**DATASET ENTRIES**:
──────
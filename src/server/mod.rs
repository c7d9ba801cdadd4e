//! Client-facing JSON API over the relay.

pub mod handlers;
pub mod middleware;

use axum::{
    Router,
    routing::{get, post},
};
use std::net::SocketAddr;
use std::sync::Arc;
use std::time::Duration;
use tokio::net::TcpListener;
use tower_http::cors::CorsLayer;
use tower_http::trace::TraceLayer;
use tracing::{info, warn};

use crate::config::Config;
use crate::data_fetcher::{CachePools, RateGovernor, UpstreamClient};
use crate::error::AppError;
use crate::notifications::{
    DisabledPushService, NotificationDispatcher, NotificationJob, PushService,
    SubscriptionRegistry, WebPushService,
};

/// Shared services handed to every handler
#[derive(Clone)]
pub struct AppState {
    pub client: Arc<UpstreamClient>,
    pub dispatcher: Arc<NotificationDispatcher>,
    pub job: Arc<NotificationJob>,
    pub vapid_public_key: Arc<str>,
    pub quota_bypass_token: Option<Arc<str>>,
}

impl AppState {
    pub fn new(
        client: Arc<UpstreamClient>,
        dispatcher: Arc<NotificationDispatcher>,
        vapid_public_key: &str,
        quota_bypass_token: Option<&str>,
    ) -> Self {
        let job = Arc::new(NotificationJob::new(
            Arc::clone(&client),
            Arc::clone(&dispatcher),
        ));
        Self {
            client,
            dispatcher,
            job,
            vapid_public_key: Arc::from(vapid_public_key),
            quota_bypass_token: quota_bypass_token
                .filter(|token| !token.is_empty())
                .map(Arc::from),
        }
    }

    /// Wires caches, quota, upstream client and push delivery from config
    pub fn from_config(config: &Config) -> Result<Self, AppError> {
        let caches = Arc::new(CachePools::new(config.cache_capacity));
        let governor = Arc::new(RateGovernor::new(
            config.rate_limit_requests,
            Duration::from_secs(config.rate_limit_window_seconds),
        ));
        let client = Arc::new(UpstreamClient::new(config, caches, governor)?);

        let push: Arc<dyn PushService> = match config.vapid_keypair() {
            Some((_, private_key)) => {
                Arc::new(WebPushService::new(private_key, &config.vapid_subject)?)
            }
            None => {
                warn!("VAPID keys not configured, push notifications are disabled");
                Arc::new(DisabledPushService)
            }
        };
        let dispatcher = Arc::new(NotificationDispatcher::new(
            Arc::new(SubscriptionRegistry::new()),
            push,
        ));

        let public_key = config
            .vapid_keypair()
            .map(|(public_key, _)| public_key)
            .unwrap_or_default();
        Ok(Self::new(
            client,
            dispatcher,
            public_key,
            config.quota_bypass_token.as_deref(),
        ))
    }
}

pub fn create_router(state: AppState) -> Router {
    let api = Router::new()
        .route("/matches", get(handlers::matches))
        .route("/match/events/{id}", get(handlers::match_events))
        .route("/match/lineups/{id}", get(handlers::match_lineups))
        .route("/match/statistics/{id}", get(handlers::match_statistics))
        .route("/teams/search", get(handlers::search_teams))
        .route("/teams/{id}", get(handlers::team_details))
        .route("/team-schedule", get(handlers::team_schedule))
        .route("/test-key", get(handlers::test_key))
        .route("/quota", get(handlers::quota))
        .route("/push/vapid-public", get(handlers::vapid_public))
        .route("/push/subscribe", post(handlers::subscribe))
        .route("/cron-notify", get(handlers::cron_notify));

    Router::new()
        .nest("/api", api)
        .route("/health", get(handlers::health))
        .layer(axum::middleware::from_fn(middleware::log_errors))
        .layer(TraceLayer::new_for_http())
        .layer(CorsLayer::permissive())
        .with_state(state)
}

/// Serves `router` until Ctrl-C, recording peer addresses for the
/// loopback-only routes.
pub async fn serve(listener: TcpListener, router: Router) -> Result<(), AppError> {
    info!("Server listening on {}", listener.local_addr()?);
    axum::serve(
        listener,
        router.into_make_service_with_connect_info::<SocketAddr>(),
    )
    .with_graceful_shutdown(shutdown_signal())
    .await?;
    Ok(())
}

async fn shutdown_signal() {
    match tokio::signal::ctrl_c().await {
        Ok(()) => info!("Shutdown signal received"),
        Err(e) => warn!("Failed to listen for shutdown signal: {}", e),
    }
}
──────
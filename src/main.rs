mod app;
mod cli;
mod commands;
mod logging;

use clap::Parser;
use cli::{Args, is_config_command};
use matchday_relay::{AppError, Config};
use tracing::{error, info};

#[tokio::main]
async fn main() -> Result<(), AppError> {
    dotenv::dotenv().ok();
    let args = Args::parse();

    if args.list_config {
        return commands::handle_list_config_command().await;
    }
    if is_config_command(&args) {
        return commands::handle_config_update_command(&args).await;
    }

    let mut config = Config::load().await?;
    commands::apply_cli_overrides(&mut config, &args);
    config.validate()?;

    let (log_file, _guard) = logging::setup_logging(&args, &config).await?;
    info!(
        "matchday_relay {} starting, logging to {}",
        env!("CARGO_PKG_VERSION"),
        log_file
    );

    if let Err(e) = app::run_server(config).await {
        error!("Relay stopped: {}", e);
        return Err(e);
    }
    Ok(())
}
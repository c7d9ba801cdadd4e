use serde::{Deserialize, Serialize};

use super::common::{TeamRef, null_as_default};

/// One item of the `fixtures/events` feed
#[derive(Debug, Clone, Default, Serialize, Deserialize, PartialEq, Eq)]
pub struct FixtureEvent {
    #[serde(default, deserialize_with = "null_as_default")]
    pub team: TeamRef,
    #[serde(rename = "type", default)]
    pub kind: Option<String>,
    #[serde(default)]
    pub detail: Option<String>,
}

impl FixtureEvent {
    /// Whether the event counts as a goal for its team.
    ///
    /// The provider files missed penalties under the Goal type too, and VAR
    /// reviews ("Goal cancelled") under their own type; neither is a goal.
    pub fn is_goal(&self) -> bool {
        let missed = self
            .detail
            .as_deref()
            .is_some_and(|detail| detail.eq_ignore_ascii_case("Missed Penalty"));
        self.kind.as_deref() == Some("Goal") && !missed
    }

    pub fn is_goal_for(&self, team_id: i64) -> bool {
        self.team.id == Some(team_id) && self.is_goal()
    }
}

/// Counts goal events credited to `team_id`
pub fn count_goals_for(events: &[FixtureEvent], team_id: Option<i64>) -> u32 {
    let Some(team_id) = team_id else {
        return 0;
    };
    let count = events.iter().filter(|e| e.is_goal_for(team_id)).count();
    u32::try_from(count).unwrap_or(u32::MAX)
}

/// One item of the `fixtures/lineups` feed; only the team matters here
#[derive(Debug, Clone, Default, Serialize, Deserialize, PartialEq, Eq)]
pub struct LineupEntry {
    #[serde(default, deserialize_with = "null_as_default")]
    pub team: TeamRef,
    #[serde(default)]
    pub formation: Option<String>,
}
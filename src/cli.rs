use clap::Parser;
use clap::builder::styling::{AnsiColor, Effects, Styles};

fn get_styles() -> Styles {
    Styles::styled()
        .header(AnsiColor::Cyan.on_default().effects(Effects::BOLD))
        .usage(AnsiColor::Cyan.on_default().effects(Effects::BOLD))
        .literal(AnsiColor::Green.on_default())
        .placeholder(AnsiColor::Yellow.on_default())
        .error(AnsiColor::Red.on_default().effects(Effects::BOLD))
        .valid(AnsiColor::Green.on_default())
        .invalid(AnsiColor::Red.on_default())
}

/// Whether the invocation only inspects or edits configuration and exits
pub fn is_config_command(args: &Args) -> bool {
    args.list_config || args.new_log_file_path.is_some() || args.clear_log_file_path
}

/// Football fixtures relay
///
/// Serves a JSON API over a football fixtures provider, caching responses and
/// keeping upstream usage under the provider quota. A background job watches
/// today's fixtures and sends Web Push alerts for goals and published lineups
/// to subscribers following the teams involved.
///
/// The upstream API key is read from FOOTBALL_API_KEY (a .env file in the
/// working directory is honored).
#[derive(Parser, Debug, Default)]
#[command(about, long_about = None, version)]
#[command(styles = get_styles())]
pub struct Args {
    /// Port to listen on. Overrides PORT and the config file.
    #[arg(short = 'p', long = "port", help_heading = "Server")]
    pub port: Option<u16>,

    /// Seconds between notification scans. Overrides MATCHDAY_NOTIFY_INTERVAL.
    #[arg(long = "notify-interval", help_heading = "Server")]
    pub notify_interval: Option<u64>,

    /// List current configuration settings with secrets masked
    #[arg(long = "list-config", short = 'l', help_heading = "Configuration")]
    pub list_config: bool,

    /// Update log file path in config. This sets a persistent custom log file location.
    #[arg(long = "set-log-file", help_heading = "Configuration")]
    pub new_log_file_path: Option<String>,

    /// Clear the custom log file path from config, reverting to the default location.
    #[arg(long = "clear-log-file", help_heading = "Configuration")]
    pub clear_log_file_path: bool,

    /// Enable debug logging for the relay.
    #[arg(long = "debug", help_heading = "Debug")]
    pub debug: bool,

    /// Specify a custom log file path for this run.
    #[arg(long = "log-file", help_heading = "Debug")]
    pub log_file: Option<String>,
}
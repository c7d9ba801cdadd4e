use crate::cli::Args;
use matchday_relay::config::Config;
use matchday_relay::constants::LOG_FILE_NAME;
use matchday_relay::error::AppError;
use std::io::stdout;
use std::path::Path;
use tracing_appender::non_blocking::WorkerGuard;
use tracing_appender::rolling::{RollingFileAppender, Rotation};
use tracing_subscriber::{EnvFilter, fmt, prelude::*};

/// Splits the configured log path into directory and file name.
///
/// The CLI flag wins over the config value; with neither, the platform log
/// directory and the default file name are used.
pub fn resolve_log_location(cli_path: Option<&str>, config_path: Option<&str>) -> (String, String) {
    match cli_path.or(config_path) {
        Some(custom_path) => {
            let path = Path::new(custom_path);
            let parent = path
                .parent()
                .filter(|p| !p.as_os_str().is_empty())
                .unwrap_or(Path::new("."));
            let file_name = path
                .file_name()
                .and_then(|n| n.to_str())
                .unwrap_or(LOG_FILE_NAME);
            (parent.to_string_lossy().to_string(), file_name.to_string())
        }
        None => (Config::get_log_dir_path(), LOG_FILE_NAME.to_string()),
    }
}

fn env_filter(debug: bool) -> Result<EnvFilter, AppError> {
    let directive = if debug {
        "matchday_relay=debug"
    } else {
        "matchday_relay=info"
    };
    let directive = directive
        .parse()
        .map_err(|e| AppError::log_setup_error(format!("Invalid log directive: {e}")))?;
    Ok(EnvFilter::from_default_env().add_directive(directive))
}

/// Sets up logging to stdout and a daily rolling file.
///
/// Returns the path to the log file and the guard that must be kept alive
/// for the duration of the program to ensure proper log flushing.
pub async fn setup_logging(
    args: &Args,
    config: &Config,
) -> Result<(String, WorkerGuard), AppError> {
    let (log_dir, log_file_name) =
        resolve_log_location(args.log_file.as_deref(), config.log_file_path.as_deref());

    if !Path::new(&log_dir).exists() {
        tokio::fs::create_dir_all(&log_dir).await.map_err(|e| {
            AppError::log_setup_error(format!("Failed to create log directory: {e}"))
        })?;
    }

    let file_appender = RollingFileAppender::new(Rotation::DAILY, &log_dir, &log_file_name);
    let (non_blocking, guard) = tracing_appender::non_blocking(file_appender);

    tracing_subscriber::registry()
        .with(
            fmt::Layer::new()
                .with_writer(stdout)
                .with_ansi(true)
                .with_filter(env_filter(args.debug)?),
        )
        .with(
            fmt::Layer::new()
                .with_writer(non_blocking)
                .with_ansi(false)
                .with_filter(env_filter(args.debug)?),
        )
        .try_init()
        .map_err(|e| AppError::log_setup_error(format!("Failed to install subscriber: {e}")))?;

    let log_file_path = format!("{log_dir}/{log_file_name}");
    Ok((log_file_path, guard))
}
──────
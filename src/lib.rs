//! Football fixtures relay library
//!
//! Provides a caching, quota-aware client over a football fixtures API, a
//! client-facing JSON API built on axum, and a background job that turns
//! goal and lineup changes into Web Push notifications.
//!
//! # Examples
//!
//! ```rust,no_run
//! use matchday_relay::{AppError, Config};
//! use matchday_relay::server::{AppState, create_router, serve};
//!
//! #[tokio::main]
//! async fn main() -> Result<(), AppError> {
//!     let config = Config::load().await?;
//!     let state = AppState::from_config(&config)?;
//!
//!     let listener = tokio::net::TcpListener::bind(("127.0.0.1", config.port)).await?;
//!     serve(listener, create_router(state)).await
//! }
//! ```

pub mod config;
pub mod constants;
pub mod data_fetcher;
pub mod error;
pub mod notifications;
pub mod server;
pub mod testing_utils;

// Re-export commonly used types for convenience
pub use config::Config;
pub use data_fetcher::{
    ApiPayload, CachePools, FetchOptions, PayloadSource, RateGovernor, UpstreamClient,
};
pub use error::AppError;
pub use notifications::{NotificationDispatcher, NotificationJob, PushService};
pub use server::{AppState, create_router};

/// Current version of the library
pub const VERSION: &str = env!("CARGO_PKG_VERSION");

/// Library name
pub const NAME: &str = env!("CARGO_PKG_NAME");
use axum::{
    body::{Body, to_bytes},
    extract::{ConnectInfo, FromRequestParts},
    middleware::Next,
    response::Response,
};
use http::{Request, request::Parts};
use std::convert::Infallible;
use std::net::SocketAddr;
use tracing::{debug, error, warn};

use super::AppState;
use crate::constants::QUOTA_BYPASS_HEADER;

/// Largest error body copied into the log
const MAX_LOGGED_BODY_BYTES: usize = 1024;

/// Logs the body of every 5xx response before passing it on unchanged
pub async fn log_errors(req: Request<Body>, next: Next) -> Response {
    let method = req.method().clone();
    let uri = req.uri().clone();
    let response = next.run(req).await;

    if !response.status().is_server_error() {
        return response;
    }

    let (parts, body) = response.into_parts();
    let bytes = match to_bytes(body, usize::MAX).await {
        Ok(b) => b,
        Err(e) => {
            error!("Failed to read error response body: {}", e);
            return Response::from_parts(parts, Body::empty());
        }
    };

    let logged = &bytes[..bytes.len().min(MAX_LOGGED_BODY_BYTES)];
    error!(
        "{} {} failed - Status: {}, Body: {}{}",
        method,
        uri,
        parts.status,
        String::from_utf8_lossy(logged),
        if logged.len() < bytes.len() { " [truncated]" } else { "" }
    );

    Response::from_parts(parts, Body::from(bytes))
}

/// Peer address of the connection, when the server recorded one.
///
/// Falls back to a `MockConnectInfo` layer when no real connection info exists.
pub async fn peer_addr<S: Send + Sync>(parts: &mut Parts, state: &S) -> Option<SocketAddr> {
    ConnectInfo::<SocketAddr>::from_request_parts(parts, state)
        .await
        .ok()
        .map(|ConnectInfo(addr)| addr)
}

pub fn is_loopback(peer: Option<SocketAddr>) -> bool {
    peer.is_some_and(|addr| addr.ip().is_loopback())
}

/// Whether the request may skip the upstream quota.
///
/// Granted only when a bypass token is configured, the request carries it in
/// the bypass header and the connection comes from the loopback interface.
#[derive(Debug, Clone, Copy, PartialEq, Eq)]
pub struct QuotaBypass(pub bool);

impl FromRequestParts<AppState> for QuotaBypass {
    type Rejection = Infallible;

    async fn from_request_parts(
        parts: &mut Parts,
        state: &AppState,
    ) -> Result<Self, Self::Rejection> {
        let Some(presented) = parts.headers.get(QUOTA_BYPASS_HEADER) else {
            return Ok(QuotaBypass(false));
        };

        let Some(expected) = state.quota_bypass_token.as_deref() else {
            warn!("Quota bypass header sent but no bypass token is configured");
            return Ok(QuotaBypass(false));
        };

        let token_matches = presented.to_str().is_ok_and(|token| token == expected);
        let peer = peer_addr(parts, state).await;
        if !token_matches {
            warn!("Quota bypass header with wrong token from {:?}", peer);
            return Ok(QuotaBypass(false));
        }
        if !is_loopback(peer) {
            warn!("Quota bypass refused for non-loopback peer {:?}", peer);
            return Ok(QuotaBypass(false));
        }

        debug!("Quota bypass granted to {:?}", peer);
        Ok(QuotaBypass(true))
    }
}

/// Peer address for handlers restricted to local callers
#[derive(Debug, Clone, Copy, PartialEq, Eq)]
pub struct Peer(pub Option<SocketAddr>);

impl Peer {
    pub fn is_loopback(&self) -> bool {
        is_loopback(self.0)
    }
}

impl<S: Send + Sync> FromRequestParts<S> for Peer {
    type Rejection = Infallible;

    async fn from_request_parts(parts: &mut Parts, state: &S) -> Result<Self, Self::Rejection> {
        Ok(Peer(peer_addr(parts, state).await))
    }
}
──────
**PROBLEM TO SOLVE**: Could you return exactly the stretch of the data above that starts at the line with "pub mod handlers;" and ends at the line with "use crate::config::Config;", both lines included?

**TASK SOLUTION**:
pub mod handlers;
pub mod middleware;

use axum::{
    Router,
    routing::{get, post},
};
use std::net::SocketAddr;
use std::sync::Arc;
use std::time::Duration;
use tokio::net::TcpListener;
use tower_http::cors::CorsLayer;
use tower_http::trace::TraceLayer;
use tracing::{info, warn};

use crate::config::Config;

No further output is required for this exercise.